Higher Education in Newfoundland and Labrador - Funding - Tuition

Tuition

Since the early 1990s, average Canadian tuition fees have increased nearly three times for undergraduate students from $1,464 in 1990-91 to $4,347 in 2006-07. By 2009-10 this national average had increased to $4,917. In order to keep post secondary education affordable, and in an effort to keep enrollment high, the government of Newfoundland began a program to freeze tuition fees in 1999-2001. Since then, the provincial government has steadily increased core funding to the College of the North Atlantic and Memorial University. After funding cuts over the previous years, these increases have resulted in both institutions now receiving nearly the same funding they had at the beginning of the 1990s. In an even bigger move, from 2002–2005, tuition was lowered each year for a total decease of 22.7%, then frozen again. In the 2008 Speech from the Throne, it was announced that the freeze will continue for a further four years.

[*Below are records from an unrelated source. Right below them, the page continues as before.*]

//! Logging setup of the application.
//!
//! Standard output is reserved for the command result, so every log line is
//! written into a single diagnostic writer.

use std::sync::OnceLock;

use tracing::{Level, Subscriber};
use tracing_subscriber::{
    filter::filter_fn, fmt::MakeWriter, registry::LookupSpan, Layer,
};

/// [`Level`] logged if none is configured.
pub const DEFAULT_LEVEL: Level = Level::WARN;

/// Creates a [`Layer`] writing every event not more verbose than the `level`
/// into the provided `writer`.
///
/// [`DEFAULT_LEVEL`] is used until the `level` is set.
pub fn layer<S, W>(
    writer: W,
    level: &'static OnceLock<Level>,
) -> impl Layer<S>
where
    S: Subscriber + for<'a> LookupSpan<'a>,
    W: for<'w> MakeWriter<'w> + Send + Sync + 'static,
{
    tracing_subscriber::fmt::layer()
        .compact()
        .with_ansi(false)
        .with_thread_names(true)
        .with_writer(writer)
        .with_filter(filter_fn(move |meta| {
            meta.is_span()
                || level.get().copied().unwrap_or(DEFAULT_LEVEL) >= *meta.level()
        }))
}
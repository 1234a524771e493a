//! In-memory [`Storage`] implementation.

use std::{collections::HashMap, sync::Arc};

use common::operations::{By, Select, Update};
use tokio::sync::Mutex;
use tracerr::Traced;

use super::{Batch, Change, Error, Key, Storage};

/// [`Storage`] keeping its entries in memory only.
///
/// Clones share the same entries.
#[derive(Clone, Debug, Default)]
pub struct Memory(Arc<Mutex<HashMap<Key, String>>>);

impl Storage<Select<By<Option<String>, Key>>> for Memory {
    type Ok = Option<String>;
    type Err = Traced<Error>;

    async fn execute(
        &self,
        Select(by): Select<By<Option<String>, Key>>,
    ) -> Result<Self::Ok, Self::Err> {
        Ok(self.0.lock().await.get(by.as_inner()).cloned())
    }
}

impl Storage<Update<Batch>> for Memory {
    type Ok = ();
    type Err = Traced<Error>;

    async fn execute(
        &self,
        Update(batch): Update<Batch>,
    ) -> Result<Self::Ok, Self::Err> {
        let mut entries = self.0.lock().await;
        for change in batch {
            drop(match change {
                Change::Put(key, value) => entries.insert(key, value),
                Change::Remove(key) => entries.remove(&key),
            });
        }
        Ok(())
    }
}
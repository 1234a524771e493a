//! [`Genre`] read model definition.

use serde::{Deserialize, Serialize};

use crate::domain::Genre;

/// List of catalog [`Genre`]s.
#[derive(Clone, Debug, Default, Deserialize, Eq, PartialEq, Serialize)]
pub struct List {
    /// [`Genre`]s of this [`List`].
    #[serde(default)]
    pub genres: Vec<Genre>,
}
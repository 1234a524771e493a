//! Read entities definitions.

pub mod genre;
pub mod movie;

use serde::{Deserialize, Serialize};

/// Acknowledgement of a performed write.
#[derive(Clone, Debug, Deserialize, Eq, PartialEq, Serialize)]
pub struct Status {
    /// Human-readable outcome.
    pub status: String,

    /// Indicator whether a new record was created, if reported.
    #[serde(default, skip_serializing_if = "Option::is_none")]
    pub created: Option<bool>,
}
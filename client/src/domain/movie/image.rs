//! Catalog image definitions.

use derive_more::{AsRef, Display, From};
use serde::{Deserialize, Serialize};
use strum::{EnumString, IntoStaticStr};

/// Base URL of the catalog images.
pub const BASE_URL: &str = "https://image.tmdb.org/t/p/";

/// Path of a catalog image, relative to the [`BASE_URL`] and an
/// [`ImageSize`].
#[derive(AsRef, Clone, Debug, Deserialize, Display, Eq, From, PartialEq, Serialize)]
#[as_ref(str)]
#[from(&str, String)]
#[serde(transparent)]
pub struct ImagePath(String);

impl ImagePath {
    /// Composes a full URL of this [`ImagePath`] in the provided
    /// [`ImageSize`].
    ///
    /// Returns [`None`] if this [`ImagePath`] is empty.
    #[must_use]
    pub fn url(&self, size: ImageSize) -> Option<String> {
        (!self.0.is_empty()).then(|| format!("{BASE_URL}{size}{}", self.0))
    }
}

/// Size of a catalog image.
#[derive(
    Clone,
    Copy,
    Debug,
    Default,
    Display,
    EnumString,
    Eq,
    IntoStaticStr,
    PartialEq,
)]
#[strum(serialize_all = "lowercase")]
pub enum ImageSize {
    /// 92 pixels wide thumbnail.
    #[display("w92")]
    W92,

    /// 185 pixels wide image.
    #[display("w185")]
    W185,

    /// 200 pixels wide image.
    #[display("w200")]
    W200,

    /// 500 pixels wide image.
    #[default]
    #[display("w500")]
    W500,

    /// Image in its original size.
    #[display("original")]
    Original,
}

In lieu of tuition increases, the White Paper on Public Post-Secondary Education recommended that the Government of Newfoundland and Labrador provide increased funding to MUN and CNA as follows: $4.3M in 2005-06; $8.9M in 2006-07; and $12.4M in 2007-08. This replacement funding was followed by a commitment in the 2008 Provincial Budget of $56 million over the next four years specifically to continue the tuition freeze at Memorial University and the College of the North Atlantic. As a result, Newfoundland and Labrador’s public post-secondary tuition has been second only to Quebec’s in Canada for some years. For 2009-10, Quebec’s average undergraduate tuition per student stood at $2,272 compared to $2,619 for Newfoundland and Labrador. Manitoba ranks third at $3,377 and P.E.I. fourth at $4,710. In 2011, tuition fees for students in regular full-time programs at CNA were approximately $1,795 per year.